We brothers would like to thank the staff, and especially Nathan Stubbs, for its "Fiber 101" article (June 22) highlighting the input from our local area deans and professors. We enjoyed the perceptive comments from professors Paula Carson, Lewis Gale and John Meriwether's contributions most. Business Dean Gale's comment ' "What I would like to hear people talk more about are the services of tomorrow" ' is on the mark. This is for the technology community members to perform.

There are chiefly three revenue streams for our local households that this le grand referendum will permit in the global economy.

First, those who earn their living in the document-intensive professional groups (medical, legal, educational and law enforcement) will benefit by out-sourcing some of their data collection work to our homes.

Second, those who earn their income in the FIRE (financials, insurance and real estate) economic sector can derive additional income by doing outsource work from our major corporations.

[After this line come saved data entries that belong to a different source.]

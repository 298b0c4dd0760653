// Unified response system for consistent API responses
// Provides HandlerResponse struct and middleware for standardizing all responses

use axum::{
    body::Body,
    http::{header::CONTENT_TYPE, response::Parts, Request, Response, StatusCode},
    middleware::Next,
    response::IntoResponse,
    Json,
};
use chrono::Utc;
use serde::{Deserialize, Serialize};
use serde_json::{json, Value};
use std::convert::Infallible;
use tracing::debug;

/// Standard JSON response format for all API endpoints
#[derive(Serialize, Deserialize)]
pub struct ResponseFormat {
    pub status: String,          // HTTP status text (e.g. "OK", "NOT_FOUND")
    pub code: u16,               // HTTP status code
    pub data: serde_json::Value, // Response payload
    pub messages: Vec<String>,   // Informational messages
    pub date: String,            // ISO timestamp
}

/// Convenience struct for building responses in handlers
#[derive(Debug, Clone)]
pub struct HandlerResponse {
    pub status_code: StatusCode,
    pub data: serde_json::Value,
    pub messages: Vec<String>,
}

impl HandlerResponse {
    /// Creates a new response with specified status code
    pub fn new(status_code: StatusCode) -> Self {
        Self {
            status_code,
            data: serde_json::Value::Null,
            messages: Vec::new(),
        }
    }

    /// Adds JSON data payload to the response
    pub fn data(mut self, data: serde_json::Value) -> Self {
        self.data = data;
        self
    }

    /// Adds an informational message to the response
    pub fn message(mut self, message: impl Into<String>) -> Self {
        self.messages.push(message.into());
        self
    }
}

impl IntoResponse for HandlerResponse {
    fn into_response(self) -> axum::response::Response {
        let mut response: Response<Body> = Json(json!({
            "data": self.data,
            "messages": self.messages
        }))
        .into_response();

        *response.status_mut() = self.status_code;

        // Store HandlerResponse in extensions for middleware processing
        response.extensions_mut().insert(self);
        response
    }
}

/// Middleware that wraps all responses in the standard ResponseFormat structure
pub async fn response_wrapper(
    req: Request<Body>,
    next: Next,
) -> Result<Response<Body>, Infallible> {
    let response: Response<Body> = next.run(req).await;

    let (messages, data) = match response.extensions().get::<HandlerResponse>() {
        Some(r) => (r.messages.clone(), r.data.clone()),
        None => (Vec::new(), Value::Null),
    };

    let (parts, _) = response.into_parts();

    let status_text: String = parts
        .status
        .canonical_reason()
        .unwrap_or("UNKNOWN STATUS")
        .to_uppercase()
        .replace(' ', "_");

    let wrapped: ResponseFormat = ResponseFormat {
        status: status_text,
        code: parts.status.as_u16(),
        data,
        messages,
        date: Utc::now().to_rfc3339(),
    };

    debug!("Final response: {}", json!(&wrapped));

    Ok(build_final_response(parts, &wrapped))
}

/// Builds the final response with JSON content type
fn build_final_response(parts: Parts, wrapped: &ResponseFormat) -> Response<Body> {
    let json_body: Vec<u8> = serde_json::to_vec(wrapped).unwrap_or_else(|_| b"{}".to_vec());
    let mut new_parts: Parts = parts;

    new_parts
        .headers
        .insert(CONTENT_TYPE, "application/json".parse().unwrap());
    new_parts.headers.remove(axum::http::header::CONTENT_LENGTH);

    Response::from_parts(new_parts, Body::from(json_body))
}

Third, Gale's pertinent interest is the new services coming on-line from the knowledge economy. Just to give a sample flavor to the citizens of a few future sources of income: human software that stresses empathy and lifestyle requirements; business software that matches supply and demand chains' enterprises; agricultural software that matches local small farmers and city retail trade for organic food; law enforcement security software that alerts and protects our citizens from the outside world; entertainment software that produces content for the outside world; and data warehousing business intelligence software that extracts meaningful information for prudent decision-making.

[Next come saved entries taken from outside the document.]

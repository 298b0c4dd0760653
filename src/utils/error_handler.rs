// Global error handling for HTTP middleware layers

use axum::{http::StatusCode, response::IntoResponse, BoxError};
use std::error::Error;
// tower's error type for timeouts
use tower::timeout::error::Elapsed;
// Axum uses http_body_util for length-limiting
use http_body_util::LengthLimitError;

/// Maps various error types to appropriate HTTP responses
pub async fn handle_global_error(err: BoxError) -> impl IntoResponse {
    // 413 if the body was too large
    if find_cause::<LengthLimitError>(&*err).is_some() {
        return StatusCode::PAYLOAD_TOO_LARGE;
    }

    // 408 if the request took too long
    if err.is::<Elapsed>() {
        return StatusCode::REQUEST_TIMEOUT;
    }

    // Otherwise, 500
    StatusCode::INTERNAL_SERVER_ERROR
}

/// Helper function to find specific error type in error chain
pub fn find_cause<T: Error + 'static>(err: &dyn Error) -> Option<&T> {
    let mut source: Option<&dyn Error> = err.source();

    while let Some(s) = source {
        if let Some(typed) = s.downcast_ref::<T>() {
            return Some(typed);
        }
        source = s.source();
    }

    None
}
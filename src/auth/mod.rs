/*
* Access control surfaces invoked on every request. Both are deliberate
* placeholders: authorization permits everything and authentication never
* resolves a user, so every endpoint is public until a real system is
* plugged in here.
*/

pub mod authz;
pub mod security;

pub use authz::AuthzEngine;
pub use security::{current_user, verify_access, AuthenticatedUser};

This bold fiber initiative supplies the utility commodity mechanism (photons streaming through bundled thin glass wire) and pricing structure to assist local home and business needs to be truly competitive in the global economy. It has taken many men and women of talent, genius and savant minds in this beautiful land in the Deep South in order to have this brilliant opportunity by opening up economic space in the world economy for our local economy.